What you are asked to do: The entries are to be repeated in full, without any change.
+++ Listed entries +++
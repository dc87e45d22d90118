//! Shared context interface for the event handlers.
//!
//! Handlers only see [`RelayContext`]; the gateway builds a
//! [`DispatchContext`] at startup and tests can build one around a
//! recording transport.

use std::sync::Arc;

use chatrelay_agent::{AgentRuntime, PromptBuilder};
use chatrelay_channels::Transport;
use chatrelay_core::config::RelayConfig;
use chatrelay_sessions::SessionStore;

/// Everything a handler needs to answer one event.
pub trait RelayContext: Send + Sync {
    fn agent(&self) -> &AgentRuntime;
    fn sessions(&self) -> &SessionStore;
    fn prompt(&self) -> &PromptBuilder;
    fn config(&self) -> &RelayConfig;
    fn transport(&self) -> &dyn Transport;
}

/// Default [`RelayContext`] assembled in `main`.
pub struct DispatchContext {
    agent: AgentRuntime,
    sessions: Arc<SessionStore>,
    prompt: PromptBuilder,
    config: RelayConfig,
    transport: Arc<dyn Transport>,
}

impl DispatchContext {
    /// The prompt builder is derived from `config.persona`.
    pub fn new(
        agent: AgentRuntime,
        sessions: Arc<SessionStore>,
        config: RelayConfig,
        transport: Arc<dyn Transport>,
    ) -> Self {
        Self {
            agent,
            sessions,
            prompt: PromptBuilder::new(config.persona.as_str()),
            config,
            transport,
        }
    }
}

impl RelayContext for DispatchContext {
    fn agent(&self) -> &AgentRuntime {
        &self.agent
    }

    fn sessions(&self) -> &SessionStore {
        &self.sessions
    }

    fn prompt(&self) -> &PromptBuilder {
        &self.prompt
    }

    fn config(&self) -> &RelayConfig {
        &self.config
    }

    fn transport(&self) -> &dyn Transport {
        self.transport.as_ref()
    }
}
+++
Task response:
repository dc87e45d22d90118
//! Shared context interface for the event handlers.
//!
//! Handlers only see [`RelayContext`]; the gateway builds a
//! [`DispatchContext`] at startup and tests can build one around a
//! recording transport.

use std::sync::Arc;

use chatrelay_agent::{AgentRuntime, PromptBuilder};
use chatrelay_channels::Transport;
use chatrelay_core::config::RelayConfig;
use chatrelay_sessions::SessionStore;

/// Everything a handler needs to answer one event.
pub trait RelayContext: Send + Sync {
    fn agent(&self) -> &AgentRuntime;
    fn sessions(&self) -> &SessionStore;
    fn prompt(&self) -> &PromptBuilder;
    fn config(&self) -> &RelayConfig;
    fn transport(&self) -> &dyn Transport;
}

/// Default [`RelayContext`] assembled in `main`.
pub struct DispatchContext {
    agent: AgentRuntime,
    sessions: Arc<SessionStore>,
    prompt: PromptBuilder,
    config: RelayConfig,
    transport: Arc<dyn Transport>,
}

impl DispatchContext {
    /// The prompt builder is derived from `config.persona`.
    pub fn new(
        agent: AgentRuntime,
        sessions: Arc<SessionStore>,
        config: RelayConfig,
        transport: Arc<dyn Transport>,
    ) -> Self {
        Self {
            agent,
            sessions,
            prompt: PromptBuilder::new(config.persona.as_str()),
            config,
            transport,
        }
    }
}

impl RelayContext for DispatchContext {
    fn agent(&self) -> &AgentRuntime {
        &self.agent
    }

    fn sessions(&self) -> &SessionStore {
        &self.sessions
    }

    fn prompt(&self) -> &PromptBuilder {
        &self.prompt
    }

    fn config(&self) -> &RelayConfig {
        &self.config
    }

    fn transport(&self) -> &dyn Transport {
        self.transport.as_ref()
    }
}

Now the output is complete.